Гастроли танцевального ансамбля «Кульминация возможностей тела» проходили в театре «Школа современной пьесы», актеры которого последнее время сами тренируются в стиле восточных единоборств, поэтому они с особым интересом отнеслись к поискам тайваньских артистов. На полу перед первым рядом зрительного зала были расстелены коврики, на которых во время представлений, сняв обувь, сидели актеры «Школы».
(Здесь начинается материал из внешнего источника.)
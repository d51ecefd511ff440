use crate::{
    attribute::AttributeType,
    color::Color,
    geometry::Point,
    kinds::{Justification, LabelLoc, NodeStyle},
};

use super::MIN_FONT_SIZE;

scoped_attribute_set! {
    /// Attributes of a cluster, written in its `graph [...]` block.
    ClusterAttributeSet
}

impl ClusterAttributeSet {
    /// Sets the preferred area of the cluster (`patchwork` only).
    pub fn set_area(&mut self, value: f64) -> &mut Self {
        self.add_simple(AttributeType::Area, value);
        self
    }

    pub fn set_k(&mut self, value: f64) -> &mut Self {
        self.add_simple(AttributeType::K, value);
        self
    }

    pub fn set_url(&mut self, value: &str) -> &mut Self {
        self.add_text(AttributeType::Url, value);
        self
    }

    pub fn set_href(&mut self, value: &str) -> &mut Self {
        self.add_text(AttributeType::Href, value);
        self
    }

    pub fn set_target(&mut self, value: &str) -> &mut Self {
        self.add_text(AttributeType::Target, value);
        self
    }

    pub fn set_tooltip(&mut self, value: &str) -> &mut Self {
        self.add_text(AttributeType::Tooltip, value);
        self
    }

    pub fn set_bg_color(&mut self, color: Color) -> &mut Self {
        self.add_enum(AttributeType::BgColor, color);
        self
    }

    pub fn set_bg_color_list(&mut self, colors: impl IntoIterator<Item = Color>) -> &mut Self {
        self.add_enum_list(AttributeType::BgColor, colors);
        self
    }

    pub fn set_class(&mut self, value: &str) -> &mut Self {
        self.add_text(AttributeType::Class, value);
        self
    }

    /// Sets the color of the cluster outline.
    pub fn set_color(&mut self, color: Color) -> &mut Self {
        self.add_enum(AttributeType::Color, color);
        self
    }

    pub fn set_color_list(&mut self, colors: impl IntoIterator<Item = Color>) -> &mut Self {
        self.add_enum_list(AttributeType::Color, colors);
        self
    }

    pub fn set_color_scheme(&mut self, value: &str) -> &mut Self {
        self.add_text(AttributeType::ColorScheme, value);
        self
    }

    /// Sets the fill color used with the `filled` style.
    pub fn set_fill_color(&mut self, color: Color) -> &mut Self {
        self.add_enum(AttributeType::FillColor, color);
        self
    }

    pub fn set_fill_color_list(&mut self, colors: impl IntoIterator<Item = Color>) -> &mut Self {
        self.add_enum_list(AttributeType::FillColor, colors);
        self
    }

    pub fn set_font_color(&mut self, color: Color) -> &mut Self {
        self.add_enum(AttributeType::FontColor, color);
        self
    }

    pub fn set_font_name(&mut self, value: &str) -> &mut Self {
        self.add_text(AttributeType::FontName, value);
        self
    }

    pub fn set_font_size(&mut self, value: f64) -> &mut Self {
        self.add_simple(AttributeType::FontSize, value.max(MIN_FONT_SIZE));
        self
    }

    pub fn set_gradient_angle(&mut self, value: i32) -> &mut Self {
        self.add_simple(AttributeType::GradientAngle, value);
        self
    }

    pub fn set_id(&mut self, value: &str) -> &mut Self {
        self.add_text(AttributeType::Id, value);
        self
    }

    pub fn set_label_just(&mut self, value: Justification) -> &mut Self {
        self.add_enum(AttributeType::LabelJust, value);
        self
    }

    pub fn set_label_loc(&mut self, value: LabelLoc) -> &mut Self {
        self.add_enum(AttributeType::LabelLoc, value);
        self
    }

    pub fn set_layer(&mut self, value: &str) -> &mut Self {
        self.add_text(AttributeType::Layer, value);
        self
    }

    pub fn set_l_height(&mut self, value: f64) -> &mut Self {
        self.add_simple(AttributeType::LHeight, value);
        self
    }

    pub fn set_lp(&mut self, value: Point) -> &mut Self {
        self.add_point(AttributeType::Lp, value);
        self
    }

    pub fn set_l_width(&mut self, value: f64) -> &mut Self {
        self.add_simple(AttributeType::LWidth, value);
        self
    }

    /// Sets the space between the cluster border and its nodes, in points.
    pub fn set_margin(&mut self, value: f64) -> &mut Self {
        self.add_simple(AttributeType::Margin, value);
        self
    }

    pub fn set_margin_point(&mut self, value: Point) -> &mut Self {
        self.add_point(AttributeType::Margin, value);
        self
    }

    pub fn set_no_justify(&mut self, value: bool) -> &mut Self {
        self.add_bool(AttributeType::NoJustify, value);
        self
    }

    /// Sets the outline color, overriding `color`.
    pub fn set_pen_color(&mut self, color: Color) -> &mut Self {
        self.add_enum(AttributeType::PenColor, color);
        self
    }

    pub fn set_pen_width(&mut self, value: f64) -> &mut Self {
        self.add_simple(AttributeType::PenWidth, value.max(0.0));
        self
    }

    /// Sets the number of outlines drawn around the cluster.
    pub fn set_peripheries(&mut self, value: u32) -> &mut Self {
        self.add_simple(AttributeType::Peripheries, value);
        self
    }

    pub fn set_sort_v(&mut self, value: u32) -> &mut Self {
        self.add_simple(AttributeType::SortV, value);
        self
    }

    pub fn set_style(&mut self, styles: impl IntoIterator<Item = NodeStyle>) -> &mut Self {
        self.add_style_list(AttributeType::Style, styles);
        self
    }
}

#[cfg(test)]
mod tests {
    use super::*;

    #[test]
    fn test_style_and_colors() {
        let mut attributes = ClusterAttributeSet::new();
        attributes
            .set_style([NodeStyle::Filled, NodeStyle::Rounded])
            .set_fill_color(Color::LightGrey)
            .set_pen_width(-2.0);

        assert_eq!(
            attributes.to_string(),
            r#"style="filled,rounded", fillcolor="lightgrey", penwidth="0""#
        );
    }

    #[test]
    fn test_custom_attribute_through_deref() {
        let mut attributes = ClusterAttributeSet::new();
        attributes.set_peripheries(2);
        attributes.add_custom_attribute("class", "group");

        assert_eq!(attributes.len(), 2);
        assert_eq!(attributes.to_string(), r#"peripheries="2", class="group""#);
    }
}
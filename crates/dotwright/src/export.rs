//! Serialization of the document tree into DOT text.

pub(crate) mod dot;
Сравнение трех тайваньских коллективов, выступивших в этом году в Москве, при всем желании, практически невозможно, настолько различны сферы их искусства. Театр «Го-гуан» представил чрезвычайно живую китайскую традицию XV века. Оркестр Чжу Цзун-цина – это вненациональная перкуссионная музыка XXI века. Неслучайно музыканты начали свое выступление композицией Чжун Яо-гуана, написанной в честь начала III тысячелетия, и концерт их объединил мелодии всего земного шара. Спектакль танцевальной труппы «Кульминация возможностей тела», основанный на восточных традиционных техниках и исполненный людьми, которые получили также и классическое балетное образование, повествует о том, что вне времени и географических границ. Его язык не из прошлого и не из будущего. Он из той сути настоящего, которое неизменно и вневременно, успешно или безуспешно проживаемо всеми жизнями.

Единственное, что объединяет все эти три коллектива, – это запас оптимизма, особо удивительный для представителей страны, оказавшейся в столь трудном положении. Слово, сказанное тайваньским искусством в Москве, примерно таково: «Сама сложность и трагичность бытия делает публичное страдание банальным и неинтересным. Все горести естественны и известны, поэтому нужно ли их усугублять, утрируя и эстетизируя. Ведь мы способны, осознавая все, превратить эту жизнь, пусть в короткую, но радость».

Последний спектакль «Стойка на свае» состоялся накануне закрытия V Международного театрального фестиваля им. А. П. Чехова в Москве и как бы подытожил праздник тайваньской культуры, которым по праву можно назвать эти два месяца московской театральной жизни. Наверное, не случайно таким итогом была именно «Кульминация». Кульминация, которая, как надеются и устроители фестиваля, и представители тайваньского Комитета по делам культуры, будет развиваться и нарастать в культурных взаимоотношениях России и Тайваня.